MATERIAL TO PROCESS Start Marker
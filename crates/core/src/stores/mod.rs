//! Storage seams for the pipeline's shared state.
//!
//! The rate counter and the dedup reservation are the two pieces of shared
//! mutable state; both traits expose atomic check-and-set operations so the
//! backing store, not application code, is the serialization point. Orders
//! are owned by the order subsystem and reached only through `OrderStore`.

pub mod memory;
pub mod postgres;

use crate::ratelimit::RateDecision;
use crate::state_machine::TransitionPlan;
use async_trait::async_trait;
use chrono::{DateTime, Utc};
use payhook_primitives::error::ApiError;
use payhook_primitives::models::dtos::monitor_dto::WebhookLogQuery;
use payhook_primitives::models::entities::enum_types::WebhookOutcome;
use payhook_primitives::models::entities::order::{NewOrder, Order};
use payhook_primitives::models::entities::webhook_log::{NewWebhookLogEntry, WebhookLogEntry};
use uuid::Uuid;

/// Result of an atomic reserve on the dedup store. Exactly one concurrent
/// caller per key observes `is_new`.
#[derive(Debug, Clone, PartialEq)]
pub struct Reservation {
    pub is_new: bool,
    pub existing_outcome: Option<WebhookOutcome>,
}

#[async_trait]
pub trait OrderStore: Send + Sync {
    async fn insert(&self, order: NewOrder) -> Result<Order, ApiError>;

    async fn find_by_payment_reference(&self, reference: &str) -> Result<Option<Order>, ApiError>;

    async fn find_by_id(&self, id: Uuid) -> Result<Option<Order>, ApiError>;

    /// Applies the plan as a conditional update keyed on the order still
    /// being in `plan.from`. Returns `false` when a concurrent transition
    /// won the race; nothing is written in that case.
    async fn apply_transition(&self, order_id: Uuid, plan: &TransitionPlan)
        -> Result<bool, ApiError>;
}

#[async_trait]
pub trait DedupStore: Send + Sync {
    /// Insert-if-absent. The first caller for a key gets `is_new = true` and
    /// may proceed to mutate state; everyone else gets the recorded outcome
    /// (or `None` while the first processing is still in flight).
    async fn check_and_reserve(
        &self,
        key: &str,
        now: DateTime<Utc>,
    ) -> Result<Reservation, ApiError>;

    /// Record the outcome of the first processing. Written at most once.
    async fn finalize(&self, key: &str, outcome: WebhookOutcome) -> Result<(), ApiError>;

    /// Drop a reservation whose processing did not conclude effectfully, so
    /// a corrected redelivery or an operator reprocess can run.
    async fn release(&self, key: &str) -> Result<(), ApiError>;

    async fn prune_older_than(&self, cutoff: DateTime<Utc>) -> Result<usize, ApiError>;
}

#[async_trait]
pub trait WebhookLogStore: Send + Sync {
    async fn append(&self, entry: NewWebhookLogEntry) -> Result<(), ApiError>;

    async fn get(&self, id: Uuid) -> Result<Option<WebhookLogEntry>, ApiError>;

    /// Newest first, filtered by outcome and time range, paginated.
    async fn list(&self, query: &WebhookLogQuery) -> Result<Vec<WebhookLogEntry>, ApiError>;

    async fn count_outcomes_since(
        &self,
        since: DateTime<Utc>,
    ) -> Result<Vec<(WebhookOutcome, i64)>, ApiError>;

    async fn health_check(&self) -> Result<(), ApiError>;
}

#[async_trait]
pub trait RateLimitStore: Send + Sync {
    /// Atomically count this request against `key`'s current window and
    /// report whether it fits under `limit`.
    async fn increment_and_check(
        &self,
        key: &str,
        limit: u32,
        window_secs: u64,
    ) -> Result<RateDecision, ApiError>;
}

/// Normalized pagination for log listings.
pub(crate) fn page_bounds(query: &WebhookLogQuery) -> (i64, i64) {
    let size = query.size.unwrap_or(20).clamp(1, 100);
    let page = query.page.unwrap_or(1).max(1);
    (page, size)
}
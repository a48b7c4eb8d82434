use crate::allowlist::SourceAllowlist;
use crate::ratelimit::RateLimiter;
use crate::stores::memory::{
    MemoryDedupStore, MemoryOrderStore, MemoryRateLimitStore, MemoryWebhookLogStore,
};
use crate::stores::postgres::{
    DbPool, PgDedupStore, PgOrderStore, PgRateLimitStore, PgWebhookLogStore,
};
use crate::stores::{DedupStore, OrderStore, RateLimitStore, WebhookLogStore};
use std::sync::Arc;

pub use payhook_primitives::models::config::AppConfig;

#[derive(Clone)]
pub struct Stores {
    pub orders: Arc<dyn OrderStore>,
    pub dedup: Arc<dyn DedupStore>,
    pub webhook_logs: Arc<dyn WebhookLogStore>,
    pub rate_limits: Arc<dyn RateLimitStore>,
}

impl Stores {
    pub fn postgres(pool: DbPool) -> Self {
        Self {
            orders: Arc::new(PgOrderStore::new(pool.clone())),
            dedup: Arc::new(PgDedupStore::new(pool.clone())),
            webhook_logs: Arc::new(PgWebhookLogStore::new(pool.clone())),
            rate_limits: Arc::new(PgRateLimitStore::new(pool)),
        }
    }

    pub fn in_memory() -> Self {
        Self {
            orders: Arc::new(MemoryOrderStore::default()),
            dedup: Arc::new(MemoryDedupStore::default()),
            webhook_logs: Arc::new(MemoryWebhookLogStore::default()),
            rate_limits: Arc::new(MemoryRateLimitStore::default()),
        }
    }
}

pub struct AppState {
    pub stores: Stores,
    pub config: AppConfig,
    pub rate_limiter: RateLimiter,
    pub allowlist: SourceAllowlist,
}

impl AppState {
    pub fn new(stores: Stores, config: AppConfig) -> Arc<Self> {
        let rate_limiter = RateLimiter::new(stores.rate_limits.clone(), &config.limit_details);
        let allowlist = SourceAllowlist::new(
            config.allowlist_details.allowed_ranges.clone(),
            !config.environment.is_production(),
        );

        Arc::new(Self {
            stores,
            config,
            rate_limiter,
            allowlist,
        })
    }
}
use axum::routing::get;
use axum::Router;
use axum_prometheus::{metrics_exporter_prometheus::PrometheusHandle, PrometheusMetricLayer};
use eyre::Report;
use http::HeaderValue;
use payhook_core::AppState;
use std::env;
use std::sync::Arc;
use tower_http::cors::{Any, CorsLayer};
use tracing::info;

pub fn build_cors() -> Result<CorsLayer, Report> {
    let origins = env::var("CORS_ORIGINS").unwrap_or_else(|_| "http://localhost:5173".into());

    let allowed_origins = origins
        .split(',')
        .map(|s| s.trim().parse::<HeaderValue>())
        .collect::<Result<Vec<_>, _>>()
        .map_err(|e| eyre::eyre!("Invalid CORS origin: {}", e))?;

    Ok(CorsLayer::new()
        .allow_methods(Any)
        .allow_headers(Any)
        .allow_origin(allowed_origins))
}

pub fn load_env() {
    if dotenvy::dotenv().is_ok() {
        info!("Loaded .env file");
    } else {
        info!("No .env file found, using system environment");
    }
}

pub fn build_router(
    state: Arc<AppState>,
    metric_layer: PrometheusMetricLayer<'static>,
    metric_handle: PrometheusHandle,
) -> Result<Router, Report> {
    let cors = build_cors()?;

    let metrics_route =
        Router::new().route("/metrics", get(move || async move { metric_handle.render() }));

    Ok(payhook_api::app::create_router(state)
        .merge(metrics_route)
        .layer(metric_layer)
        .layer(cors))
}
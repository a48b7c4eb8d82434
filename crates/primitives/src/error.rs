use crate::models::entities::enum_types::PaymentStatus;
use axum::response::{IntoResponse, Response};
use diesel::r2d2;
use http::StatusCode;
use std::fmt;

#[derive(Debug)]
pub enum ApiError {
    RateLimited { retry_after_secs: u64 },
    SourceNotAllowed(String),
    SignatureInvalid(String),
    PayloadMalformed(Vec<String>),
    DuplicateEvent(String),
    OrderNotFound(String),
    AmountMismatch { expected: i64, actual: i64 },
    IllegalTransition { from: PaymentStatus, to: PaymentStatus },
    Auth(String),
    NotFound(String),
    Database(diesel::result::Error),
    DatabaseConnection(String),
    Internal(String),
}

impl fmt::Display for ApiError {
    fn fmt(&self, f: &mut fmt::Formatter<'_>) -> fmt::Result {
        match self {
            ApiError::RateLimited { retry_after_secs } => {
                write!(f, "Rate limit exceeded, retry after {}s", retry_after_secs)
            }
            ApiError::SourceNotAllowed(addr) => write!(f, "Source not allowed: {}", addr),
            ApiError::SignatureInvalid(e) => write!(f, "Invalid webhook signature: {}", e),
            ApiError::PayloadMalformed(errors) => {
                write!(f, "Webhook validation failed: {}", errors.join("; "))
            }
            ApiError::DuplicateEvent(key) => write!(f, "Duplicate event: {}", key),
            ApiError::OrderNotFound(reference) => {
                write!(f, "Order not found for reference: {}", reference)
            }
            ApiError::AmountMismatch { expected, actual } => {
                write!(f, "Amount mismatch: expected {}, got {}", expected, actual)
            }
            ApiError::IllegalTransition { from, to } => {
                write!(f, "Illegal payment state transition: {} -> {}", from, to)
            }
            ApiError::Auth(e) => write!(f, "Authentication error: {}", e),
            ApiError::NotFound(e) => write!(f, "Not found: {}", e),
            ApiError::Database(e) => write!(f, "Database error: {}", e),
            ApiError::DatabaseConnection(e) => write!(f, "Database connection error: {}", e),
            ApiError::Internal(e) => write!(f, "Internal error: {}", e),
        }
    }
}

impl std::error::Error for ApiError {
    fn source(&self) -> Option<&(dyn std::error::Error + 'static)> {
        match self {
            ApiError::Database(e) => Some(e),
            _ => None,
        }
    }
}

impl From<r2d2::Error> for ApiError {
    fn from(err: r2d2::Error) -> Self {
        ApiError::DatabaseConnection(err.to_string())
    }
}

impl From<diesel::result::Error> for ApiError {
    fn from(err: diesel::result::Error) -> Self {
        ApiError::Database(err)
    }
}

impl From<ApiError> for (StatusCode, String) {
    fn from(err: ApiError) -> Self {
        match err {
            ApiError::RateLimited { retry_after_secs } => (
                StatusCode::TOO_MANY_REQUESTS,
                format!("Rate limit exceeded, retry after {}s", retry_after_secs),
            ),
            ApiError::SourceNotAllowed(addr) => (
                StatusCode::FORBIDDEN,
                format!("Source not allowed: {}", addr),
            ),
            ApiError::SignatureInvalid(e) => (
                StatusCode::UNAUTHORIZED,
                format!("Invalid webhook signature: {}", e),
            ),
            ApiError::PayloadMalformed(errors) => (
                StatusCode::BAD_REQUEST,
                format!("Webhook validation failed: {}", errors.join("; ")),
            ),
            ApiError::DuplicateEvent(key) => {
                (StatusCode::CONFLICT, format!("Duplicate event: {}", key))
            }
            ApiError::OrderNotFound(reference) => (
                StatusCode::NOT_FOUND,
                format!("Order not found for reference: {}", reference),
            ),
            ApiError::AmountMismatch { expected, actual } => (
                StatusCode::UNPROCESSABLE_ENTITY,
                format!("Amount mismatch: expected {}, got {}", expected, actual),
            ),
            ApiError::IllegalTransition { from, to } => (
                StatusCode::UNPROCESSABLE_ENTITY,
                format!("Illegal payment state transition: {} -> {}", from, to),
            ),
            ApiError::Auth(e) => (StatusCode::UNAUTHORIZED, format!("Auth error: {}", e)),
            ApiError::NotFound(e) => (StatusCode::NOT_FOUND, format!("Not found: {}", e)),
            ApiError::Database(e) => (
                StatusCode::INTERNAL_SERVER_ERROR,
                format!("Database error: {}", e),
            ),
            ApiError::DatabaseConnection(e) => (
                StatusCode::INTERNAL_SERVER_ERROR,
                format!("Database connection error: {}", e),
            ),
            ApiError::Internal(e) => (
                StatusCode::INTERNAL_SERVER_ERROR,
                format!("Internal error: {}", e),
            ),
        }
    }
}

impl IntoResponse for ApiError {
    fn into_response(self) -> Response {
        let (status, body): (StatusCode, String) = self.into();
        (status, body).into_response()
    }
}
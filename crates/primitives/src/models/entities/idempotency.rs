use crate::models::entities::enum_types::WebhookOutcome;
use crate::schema::idempotency_keys;
use chrono::{DateTime, Utc};
use diesel::prelude::*;
use serde::Serialize;
use utoipa::ToSchema;

/// One row per logical event fingerprint. `outcome` stays `None` while the
/// first processing of the key is in flight and is written exactly once when
/// that processing concludes effectfully.
#[derive(Debug, Clone, Queryable, Selectable, Serialize, ToSchema)]
#[diesel(table_name = idempotency_keys)]
#[diesel(check_for_backend(diesel::pg::Pg))]
pub struct IdempotencyRecord {
    pub key: String,
    pub first_seen_at: DateTime<Utc>,
    pub outcome: Option<WebhookOutcome>,
}

#[derive(Debug, Clone, Insertable)]
#[diesel(table_name = idempotency_keys)]
pub struct NewIdempotencyRecord {
    pub key: String,
    pub first_seen_at: DateTime<Utc>,
    pub outcome: Option<WebhookOutcome>,
}
use axum::extract::{Query, State};
use axum::Json;
use payhook_core::services::monitor_service::MonitorService;
use payhook_core::AppState;
use payhook_primitives::error::ApiError;
use payhook_primitives::models::dtos::monitor_dto::{WebhookLogPage, WebhookLogQuery};
use std::sync::Arc;

#[utoipa::path(
    get,
    path = "/api/monitor/webhooks",
    tag = "Monitoring",
    summary = "List audit entries",
    params(WebhookLogQuery),
    responses(
        (status = 200, description = "Filtered page of audit entries, newest first", body = WebhookLogPage),
        (status = 401, description = "Missing or invalid operator token"),
    ),
)]
pub async fn list_webhook_logs(
    State(state): State<Arc<AppState>>,
    Query(query): Query<WebhookLogQuery>,
) -> Result<Json<WebhookLogPage>, ApiError> {
    Ok(Json(MonitorService::list(&state, &query).await?))
}
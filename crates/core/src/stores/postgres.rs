//! Diesel-backed stores. The dedup reserve and the rate increment are
//! single-statement upserts, and the order transition runs under a row lock,
//! so the atomicity lives in Postgres rather than in application code.

use super::{DedupStore, OrderStore, RateLimitStore, Reservation, WebhookLogStore};
use crate::ratelimit::RateDecision;
use crate::state_machine::TransitionPlan;
use async_trait::async_trait;
use chrono::{DateTime, Duration, Utc};
use diesel::prelude::*;
use diesel::r2d2::{ConnectionManager, Pool, PooledConnection};
use diesel::PgConnection;
use payhook_primitives::error::ApiError;
use payhook_primitives::models::dtos::monitor_dto::WebhookLogQuery;
use payhook_primitives::models::entities::enum_types::WebhookOutcome;
use payhook_primitives::models::entities::idempotency::{IdempotencyRecord, NewIdempotencyRecord};
use payhook_primitives::models::entities::order::{NewOrder, Order};
use payhook_primitives::models::entities::rate_counter::{NewRateCounter, RateCounter};
use payhook_primitives::models::entities::webhook_log::{NewWebhookLogEntry, WebhookLogEntry};
use payhook_primitives::schema::{idempotency_keys, orders, rate_counters, webhook_logs};
use uuid::Uuid;

pub type DbPool = Pool<ConnectionManager<PgConnection>>;

fn conn(pool: &DbPool) -> Result<PooledConnection<ConnectionManager<PgConnection>>, ApiError> {
    pool.get()
        .map_err(|e| ApiError::DatabaseConnection(e.to_string()))
}

pub struct PgOrderStore {
    pool: DbPool,
}

impl PgOrderStore {
    pub fn new(pool: DbPool) -> Self {
        Self { pool }
    }
}

#[async_trait]
impl OrderStore for PgOrderStore {
    async fn insert(&self, order: NewOrder) -> Result<Order, ApiError> {
        let mut conn = conn(&self.pool)?;
        diesel::insert_into(orders::table)
            .values(&order)
            .get_result::<Order>(&mut conn)
            .map_err(ApiError::Database)
    }

    async fn find_by_payment_reference(&self, reference: &str) -> Result<Option<Order>, ApiError> {
        let mut conn = conn(&self.pool)?;
        orders::table
            .filter(orders::payment_reference.eq(reference))
            .first::<Order>(&mut conn)
            .optional()
            .map_err(ApiError::Database)
    }

    async fn find_by_id(&self, id: Uuid) -> Result<Option<Order>, ApiError> {
        let mut conn = conn(&self.pool)?;
        orders::table
            .find(id)
            .first::<Order>(&mut conn)
            .optional()
            .map_err(ApiError::Database)
    }

    async fn apply_transition(
        &self,
        order_id: Uuid,
        plan: &TransitionPlan,
    ) -> Result<bool, ApiError> {
        let mut conn = conn(&self.pool)?;

        conn.transaction::<bool, diesel::result::Error, _>(|conn| {
            // Row lock scoped to this single order; contention is only ever
            // between deliveries for the same payment reference.
            let current: Option<Order> = orders::table
                .find(order_id)
                .for_update()
                .first(conn)
                .optional()?;

            let Some(current) = current else {
                return Ok(false);
            };
            if current.payment_status != plan.from {
                return Ok(false);
            }
            let Some(to) = plan.to else {
                return Ok(true);
            };

            diesel::update(orders::table.find(order_id))
                .set((
                    orders::payment_status.eq(to),
                    orders::order_status.eq(plan.order_status.unwrap_or(current.order_status)),
                    orders::gateway_transaction_id.eq(plan
                        .gateway_transaction_id
                        .clone()
                        .or(current.gateway_transaction_id)),
                    orders::paid_at.eq(plan.paid_at.or(current.paid_at)),
                    orders::payment_error.eq(plan.payment_error.clone()),
                    orders::updated_at.eq(Utc::now()),
                ))
                .execute(conn)?;

            Ok(true)
        })
        .map_err(ApiError::Database)
    }
}

pub struct PgDedupStore {
    pool: DbPool,
}

impl PgDedupStore {
    pub fn new(pool: DbPool) -> Self {
        Self { pool }
    }
}

#[async_trait]
impl DedupStore for PgDedupStore {
    async fn check_and_reserve(
        &self,
        key: &str,
        now: DateTime<Utc>,
    ) -> Result<Reservation, ApiError> {
        let mut conn = conn(&self.pool)?;

        let inserted = diesel::insert_into(idempotency_keys::table)
            .values(&NewIdempotencyRecord {
                key: key.to_string(),
                first_seen_at: now,
                outcome: None,
            })
            .on_conflict(idempotency_keys::key)
            .do_nothing()
            .execute(&mut conn)
            .map_err(ApiError::Database)?;

        if inserted == 1 {
            return Ok(Reservation {
                is_new: true,
                existing_outcome: None,
            });
        }

        let existing = idempotency_keys::table
            .find(key)
            .first::<IdempotencyRecord>(&mut conn)
            .optional()
            .map_err(ApiError::Database)?;

        Ok(Reservation {
            is_new: false,
            existing_outcome: existing.and_then(|record| record.outcome),
        })
    }

    async fn finalize(&self, key: &str, outcome: WebhookOutcome) -> Result<(), ApiError> {
        let mut conn = conn(&self.pool)?;
        diesel::update(
            idempotency_keys::table
                .find(key)
                .filter(idempotency_keys::outcome.is_null()),
        )
        .set(idempotency_keys::outcome.eq(Some(outcome)))
        .execute(&mut conn)
        .map_err(ApiError::Database)?;
        Ok(())
    }

    async fn release(&self, key: &str) -> Result<(), ApiError> {
        let mut conn = conn(&self.pool)?;
        diesel::delete(idempotency_keys::table.find(key))
            .execute(&mut conn)
            .map_err(ApiError::Database)?;
        Ok(())
    }

    async fn prune_older_than(&self, cutoff: DateTime<Utc>) -> Result<usize, ApiError> {
        let mut conn = conn(&self.pool)?;
        diesel::delete(idempotency_keys::table.filter(idempotency_keys::first_seen_at.lt(cutoff)))
            .execute(&mut conn)
            .map_err(ApiError::Database)
    }
}

pub struct PgWebhookLogStore {
    pool: DbPool,
}

impl PgWebhookLogStore {
    pub fn new(pool: DbPool) -> Self {
        Self { pool }
    }
}

#[async_trait]
impl WebhookLogStore for PgWebhookLogStore {
    async fn append(&self, entry: NewWebhookLogEntry) -> Result<(), ApiError> {
        let mut conn = conn(&self.pool)?;
        diesel::insert_into(webhook_logs::table)
            .values(&entry)
            .execute(&mut conn)
            .map_err(ApiError::Database)?;
        Ok(())
    }

    async fn get(&self, id: Uuid) -> Result<Option<WebhookLogEntry>, ApiError> {
        let mut conn = conn(&self.pool)?;
        webhook_logs::table
            .find(id)
            .first::<WebhookLogEntry>(&mut conn)
            .optional()
            .map_err(ApiError::Database)
    }

    async fn list(&self, query: &WebhookLogQuery) -> Result<Vec<WebhookLogEntry>, ApiError> {
        let mut conn = conn(&self.pool)?;
        let (page, size) = super::page_bounds(query);

        let mut statement = webhook_logs::table.into_boxed();
        if let Some(outcome) = query.outcome {
            statement = statement.filter(webhook_logs::outcome.eq(outcome));
        }
        if let Some(from) = query.from {
            statement = statement.filter(webhook_logs::received_at.ge(from));
        }
        if let Some(to) = query.to {
            statement = statement.filter(webhook_logs::received_at.le(to));
        }

        statement
            .order(webhook_logs::received_at.desc())
            .limit(size)
            .offset((page - 1) * size)
            .load::<WebhookLogEntry>(&mut conn)
            .map_err(ApiError::Database)
    }

    async fn count_outcomes_since(
        &self,
        since: DateTime<Utc>,
    ) -> Result<Vec<(WebhookOutcome, i64)>, ApiError> {
        let mut conn = conn(&self.pool)?;
        webhook_logs::table
            .filter(webhook_logs::received_at.ge(since))
            .group_by(webhook_logs::outcome)
            .select((webhook_logs::outcome, diesel::dsl::count_star()))
            .order(webhook_logs::outcome.asc())
            .load::<(WebhookOutcome, i64)>(&mut conn)
            .map_err(ApiError::Database)
    }

    async fn health_check(&self) -> Result<(), ApiError> {
        let mut conn = conn(&self.pool)?;
        diesel::sql_query("SELECT 1")
            .execute(&mut conn)
            .map_err(ApiError::Database)?;
        Ok(())
    }
}

pub struct PgRateLimitStore {
    pool: DbPool,
}

impl PgRateLimitStore {
    pub fn new(pool: DbPool) -> Self {
        Self { pool }
    }
}

#[async_trait]
impl RateLimitStore for PgRateLimitStore {
    async fn increment_and_check(
        &self,
        key: &str,
        limit: u32,
        window_secs: u64,
    ) -> Result<RateDecision, ApiError> {
        let mut conn = conn(&self.pool)?;
        let now = Utc::now();
        let window = Duration::seconds(window_secs as i64);

        let (window_start, count) = conn
            .transaction::<(DateTime<Utc>, i32), diesel::result::Error, _>(|conn| {
                // Database-level increment; never read-then-write.
                let row: RateCounter = diesel::insert_into(rate_counters::table)
                    .values(&NewRateCounter {
                        source_key: key.to_string(),
                        window_start: now,
                        count: 1,
                    })
                    .on_conflict(rate_counters::source_key)
                    .do_update()
                    .set(rate_counters::count.eq(rate_counters::count + 1))
                    .get_result(conn)?;

                if now - row.window_start >= window {
                    diesel::update(rate_counters::table.find(key))
                        .set((
                            rate_counters::window_start.eq(now),
                            rate_counters::count.eq(1),
                        ))
                        .execute(conn)?;
                    return Ok((now, 1));
                }

                Ok((row.window_start, row.count))
            })
            .map_err(ApiError::Database)?;

        let allowed = count <= limit as i32;
        Ok(RateDecision {
            allowed,
            limit,
            remaining: (limit as i64 - count as i64).max(0) as u32,
            retry_after_secs: if allowed {
                0
            } else {
                ((window_start + window) - now).num_seconds().max(1) as u64
            },
        })
    }
}
impl LogDraft {
    fn new(delivery: &InboundNotification, raw_payload_digest: String) -> Self {
        Self {
            id: Uuid::new_v4(),
            received_at: delivery.received_at,
            source_address: delivery.source_address.clone(),
            signature_valid: false,
            raw_payload_digest,
            stored_payload: None,
            declared_signature: delivery.declared_signature.clone(),
            idempotency_key: None,
            payment_reference: None,
            webhook_type: None,
            order_id: None,
            amount_minor_units: None,
            retry_of: delivery.retry_of,
        }
    }

    fn entry(self, outcome: WebhookOutcome, error_detail: Option<String>) -> NewWebhookLogEntry {
        NewWebhookLogEntry {
            id: self.id,
            received_at: self.received_at,
            source_address: self.source_address,
            signature_valid: self.signature_valid,
            raw_payload_digest: self.raw_payload_digest,
            stored_payload: self.stored_payload,
            declared_signature: self.declared_signature,
            idempotency_key: self.idempotency_key,
            payment_reference: self.payment_reference,
            webhook_type: self.webhook_type,
            order_id: self.order_id,
            amount_minor_units: self.amount_minor_units,
            outcome,
            error_detail,
            retry_of: self.retry_of,
        }
    }
}

enum ApplyResult {
    Applied { order: Order, changed: bool },
    NotFound,
    Rejected { order: Order, error: StateError },
    Conflict { order: Order },
}

pub struct WebhookService;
MATERIAL TO PROCESS End Marker
* **DESCRIPTION OF THE TASK**:
Out of the material above, output word for word the line with "use crate::models::entities::enum_types::WebhookOutcome;", the line with "One row per", and all lines between them, with nothing else.

* **EXPECTED ANSWER**:
use crate::models::entities::enum_types::WebhookOutcome;
use crate::schema::idempotency_keys;
use chrono::{DateTime, Utc};
use diesel::prelude::*;
use serde::Serialize;
use utoipa::ToSchema;

/// One row per logical event fingerprint. `outcome` stays `None` while the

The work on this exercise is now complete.